▶ Brief:
For each line below that contains the string "FileMeta", copy that line.

********

//! Viewport module for pan/zoom transforms.

use kurbo::{Affine, Point, Rect, Size, Vec2};
use serde::{Deserialize, Serialize};

/// Smallest zoom the canvas allows.
pub const MIN_ZOOM: f64 = 0.1;
/// Largest zoom the canvas allows.
pub const MAX_ZOOM: f64 = 5.0;

/// The pan/zoom state describing how canvas space maps to screen space.
///
/// `x`/`y` is the translation in screen pixels, applied after scaling by
/// `zoom`: `screen = canvas * zoom + (x, y)`.
///
/// Decoding goes through [`Viewport::new`], so a stored viewport with a zero,
/// negative or missing zoom loads as zoom 1.
#[derive(Debug, Clone, Copy, PartialEq, Serialize, Deserialize)]
#[serde(from = "StoredViewport")]
pub struct Viewport {
    pub x: f64,
    pub y: f64,
    /// Always strictly positive.
    pub zoom: f64,
}

impl Default for Viewport {
    fn default() -> Self {
        Self {
            x: 0.0,
            y: 0.0,
            zoom: 1.0,
        }
    }
}

/// Viewport as found on disk. `null` and absent fields are tolerated.
#[derive(Deserialize)]
struct StoredViewport {
    #[serde(default)]
    x: Option<f64>,
    #[serde(default)]
    y: Option<f64>,
    #[serde(default)]
    zoom: Option<f64>,
}

impl From<StoredViewport> for Viewport {
    fn from(stored: StoredViewport) -> Self {
        Viewport::new(
            stored.x.unwrap_or(0.0),
            stored.y.unwrap_or(0.0),
            stored.zoom.unwrap_or(1.0),
        )
    }
}

impl Viewport {
    /// Create a viewport. Non-positive or non-finite zoom falls back to 1,
    /// non-finite translation to 0.
    pub fn new(x: f64, y: f64, zoom: f64) -> Self {
        let finite_or_zero = |v: f64| if v.is_finite() { v } else { 0.0 };
        let zoom = if zoom.is_finite() && zoom > 0.0 { zoom } else { 1.0 };
        Self {
            x: finite_or_zero(x),
            y: finite_or_zero(y),
            zoom,
        }
    }

    /// Translation part of the transform.
    pub fn translation(&self) -> Vec2 {
        Vec2::new(self.x, self.y)
    }

    /// Affine transform from canvas to screen coordinates.
    pub fn transform(&self) -> Affine {
        Affine::translate(self.translation()) * Affine::scale(self.zoom)
    }

    /// Affine transform from screen to canvas coordinates.
    pub fn inverse_transform(&self) -> Affine {
        Affine::scale(1.0 / self.zoom) * Affine::translate(-self.translation())
    }

    /// Pan the viewport by a delta in screen pixels.
    pub fn pan(&mut self, delta: Vec2) {
        self.x += delta.x;
        self.y += delta.y;
    }

    /// A copy of this viewport translated by `delta` screen pixels.
    pub fn panned(&self, delta: Vec2) -> Self {
        let mut next = *self;
        next.pan(delta);
        next
    }

    /// Zoom by `factor`, keeping the canvas point under `screen_point` fixed.
    ///
    /// The resulting zoom is clamped to `[min_zoom, max_zoom]`. Returns
    /// false when the clamped zoom equals the current one.
    pub fn zoom_at(&mut self, screen_point: Point, factor: f64, min_zoom: f64, max_zoom: f64) -> bool {
        let new_zoom = (self.zoom * factor).clamp(min_zoom, max_zoom);
        if (new_zoom - self.zoom).abs() < f64::EPSILON {
            return false;
        }

        let world_point = screen_to_canvas(screen_point, self);
        self.zoom = new_zoom;

        let new_screen = canvas_to_screen(world_point, self);
        self.x += screen_point.x - new_screen.x;
        self.y += screen_point.y - new_screen.y;
        true
    }

    /// Translate so that `canvas_point` lands in the middle of the container.
    pub fn center_on(&mut self, canvas_point: Point, container: Size) {
        self.x = container.width / 2.0 - canvas_point.x * self.zoom;
        self.y = container.height / 2.0 - canvas_point.y * self.zoom;
    }

    /// Fit the viewport to show the given bounding box.
    pub fn fit_to_bounds(&mut self, bounds: Rect, container: Size, padding: f64, min_zoom: f64, max_zoom: f64) {
        if bounds.width() <= 0.0 || bounds.height() <= 0.0 {
            self.center_on(bounds.center(), container);
            return;
        }

        let padded = Size::new(
            (container.width - padding * 2.0).max(1.0),
            (container.height - padding * 2.0).max(1.0),
        );
        let scale_x = padded.width / bounds.width();
        let scale_y = padded.height / bounds.height();
        self.zoom = scale_x.min(scale_y).clamp(min_zoom, max_zoom);
        self.center_on(bounds.center(), container);
    }
}

/// Convert a screen point to canvas coordinates: `(screen - translate) / zoom`.
pub fn screen_to_canvas(screen: Point, viewport: &Viewport) -> Point {
    Point::new(
        (screen.x - viewport.x) / viewport.zoom,
        (screen.y - viewport.y) / viewport.zoom,
    )
}

/// Convert a canvas point to screen coordinates: `canvas * zoom + translate`.
pub fn canvas_to_screen(canvas: Point, viewport: &Viewport) -> Point {
    Point::new(
        canvas.x * viewport.zoom + viewport.x,
        canvas.y * viewport.zoom + viewport.y,
    )
}

/// Alias of [`canvas_to_screen`].
pub fn apply_viewport(canvas: Point, viewport: &Viewport) -> Point {
    canvas_to_screen(canvas, viewport)
}

/// Renderer-consumable transform descriptor.
pub fn viewport_transform(viewport: &Viewport) -> String {
    format!(
        "translate({}px, {}px) scale({})",
        viewport.x, viewport.y, viewport.zoom
    )
}

/// Clamp the translation so the visible canvas area stays inside `world`.
///
/// When the visible area is larger than the world on an axis, that axis is
/// locked so the world is centered instead of pinned to one edge. Applying
/// the clamp to an already clamped viewport returns it unchanged.
pub fn clamp_viewport_to_bounds(viewport: &Viewport, container: Size, world: Rect) -> Viewport {
    let zoom = viewport.zoom;
    Viewport {
        x: clamp_axis(viewport.x, container.width, world.x0, world.x1, zoom),
        y: clamp_axis(viewport.y, container.height, world.y0, world.y1, zoom),
        zoom,
    }
}

fn clamp_axis(translate: f64, container_len: f64, world_min: f64, world_max: f64, zoom: f64) -> f64 {
    let visible_len = container_len / zoom;
    let world_len = world_max - world_min;

    if visible_len >= world_len {
        // Visible span is wider than the world: center it.
        let world_center = (world_min + world_max) / 2.0;
        return container_len / 2.0 - world_center * zoom;
    }

    // The visible left edge is -translate / zoom; keep it in [min, max - visible].
    let max_translate = -world_min * zoom;
    let min_translate = container_len - world_max * zoom;
    translate.max(min_translate).min(max_translate)
}
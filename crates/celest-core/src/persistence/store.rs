//! Loading and saving a project's state files through a [`Storage`].

use super::autosave::AutosaveConfig;
use super::backup::{load_from_backups, rotate_backups};
use super::error::{ErrorKind, PersistenceError, PersistenceResult};
use super::format::{FileMeta, GraphFileV1, UiState, ViewsState, WORKSPACE_FILE, WorkspaceFileV1, state_path};
use super::migrate::decode;
use crate::graph::CodeGraph;
use crate::storage::{FsSnapshot, Storage};
use serde::Serialize;
use serde::de::DeserializeOwned;
use std::sync::Arc;

/// Reads and writes `.celest/` files for one project.
pub struct ProjectStore<S: Storage> {
    storage: Arc<S>,
    config: AutosaveConfig,
}

impl<S: Storage> Clone for ProjectStore<S> {
    fn clone(&self) -> Self {
        Self {
            storage: Arc::clone(&self.storage),
            config: self.config.clone(),
        }
    }
}

fn encode<T: Serialize>(path: &str, value: &T) -> PersistenceResult<String> {
    serde_json::to_string_pretty(value).map_err(|e| PersistenceError::Validation {
        path: path.to_string(),
        message: e.to_string(),
    })
}

impl<S: Storage> ProjectStore<S> {
    pub fn new(storage: Arc<S>, config: AutosaveConfig) -> Self {
        Self { storage, config }
    }

    pub fn storage(&self) -> &Arc<S> {
        &self.storage
    }

    pub fn config(&self) -> &AutosaveConfig {
        &self.config
    }

    async fn read_text(&self, path: &str) -> PersistenceResult<Option<String>> {
        self.storage
            .read_file(path)
            .await
            .map_err(|e| PersistenceError::read(path, e))
    }

    /// Decode a file, falling back to its backups when the primary is corrupt.
    async fn load_file<T: DeserializeOwned>(&self, path: &str) -> PersistenceResult<Option<T>> {
        let Some(text) = self.read_text(path).await? else {
            return Ok(None);
        };
        match decode(path, &text) {
            Ok(value) => Ok(Some(value)),
            Err(e) if e.kind() == ErrorKind::Parse => {
                log::warn!("{}; trying backups", e);
                match load_from_backups(self.storage.as_ref(), path, self.config.max_backups).await {
                    Some(backup) => decode(path, &backup).map(Some),
                    None => Err(e),
                }
            }
            Err(e) => Err(e),
        }
    }

    /// Like `load_file`, but recoverable failures count as "no file".
    async fn load_or_fresh<T: DeserializeOwned>(&self, path: &str) -> PersistenceResult<Option<T>> {
        match self.load_file(path).await {
            Err(e) if e.is_recoverable() => {
                log::warn!("{}; starting fresh", e.user_message());
                Ok(None)
            }
            other => other,
        }
    }

    /// The workspace file, or a new one when there is none usable.
    pub async fn load_workspace(&self) -> PersistenceResult<WorkspaceFileV1> {
        let path = state_path(WORKSPACE_FILE);
        Ok(self.load_or_fresh(&path).await?.unwrap_or_default())
    }

    /// The main graph file named by `workspace`, if one is usable.
    pub async fn load_graph(&self, workspace: &WorkspaceFileV1) -> PersistenceResult<Option<GraphFileV1>> {
        let path = state_path(workspace.main_graph_file());
        self.load_or_fresh(&path).await
    }

    /// Write `text` to `path`, first rotating the previous content into backups.
    async fn write_with_backup(&self, path: &str, text: &str, previous: Option<&str>) -> PersistenceResult<()> {
        if let (true, Some(previous)) = (self.config.backups, previous) {
            if let Err(e) = rotate_backups(self.storage.as_ref(), path, previous, self.config.max_backups).await {
                let err = PersistenceError::Backup {
                    path: path.to_string(),
                    message: e.to_string(),
                };
                log::warn!("{}", err.user_message());
            }
        }
        self.storage
            .write_file(path, text)
            .await
            .map_err(|e| PersistenceError::write(path, e))
    }

    /// Write the main graph file, keeping its `createdAt`.
    pub async fn save_graph(&self, workspace: &WorkspaceFileV1, graph: &CodeGraph) -> PersistenceResult<()> {
        let path = state_path(workspace.main_graph_file());
        if let Some(id) = graph.first_non_finite_node() {
            return Err(PersistenceError::Validation {
                path,
                message: format!("node {} has a non-finite position", id),
            });
        }
        let previous = self.read_text(&path).await?;
        let meta = previous
            .as_deref()
            .and_then(|text| serde_json::from_str::<GraphFileV1>(text).ok())
            .map(|file| file.meta.touched())
            .unwrap_or_else(FileMeta::now);

        let file = GraphFileV1::new(graph.clone(), meta);
        let text = encode(&path, &file)?;
        self.write_with_backup(&path, &text, previous.as_deref()).await
    }

    /// Re-read the workspace file, overlay `views` and `ui`, and write it back.
    pub async fn save_workspace(&self, views: &ViewsState, ui: &UiState) -> PersistenceResult<WorkspaceFileV1> {
        let path = state_path(WORKSPACE_FILE);
        let previous = self.read_text(&path).await?;
        let on_disk = match previous.as_deref() {
            Some(text) => match decode::<WorkspaceFileV1>(&path, text) {
                Ok(ws) => ws,
                Err(e) if e.is_recoverable() => {
                    log::warn!("Replacing unreadable workspace file: {}", e);
                    WorkspaceFileV1::new()
                }
                Err(e) => return Err(e),
            },
            None => WorkspaceFileV1::new(),
        };

        let merged = on_disk.merged(views, ui);
        let text = encode(&path, &merged)?;
        self.write_with_backup(&path, &text, previous.as_deref()).await?;
        Ok(merged)
    }

    /// Save the graph, then the workspace.
    pub async fn save_all(&self, graph: &CodeGraph, views: &ViewsState, ui: &UiState) -> PersistenceResult<WorkspaceFileV1> {
        let workspace = self.load_workspace().await?;
        self.save_graph(&workspace, graph).await?;
        let saved = self.save_workspace(views, ui).await?;
        log::info!("Saved project ({} nodes, {} edges)", graph.node_count(), graph.edge_count());
        Ok(saved)
    }

    /// Snapshot of the project tree.
    pub async fn scan_tree(&self) -> PersistenceResult<FsSnapshot> {
        self.storage
            .scan_tree()
            .await
            .map_err(|e| PersistenceError::read(".", e))
    }
}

********

▶ Output of the task:
use super::format::{FileMeta, GraphFileV1, UiState, ViewsState, WORKSPACE_FILE, WorkspaceFileV1, state_path};
            .unwrap_or_else(FileMeta::now);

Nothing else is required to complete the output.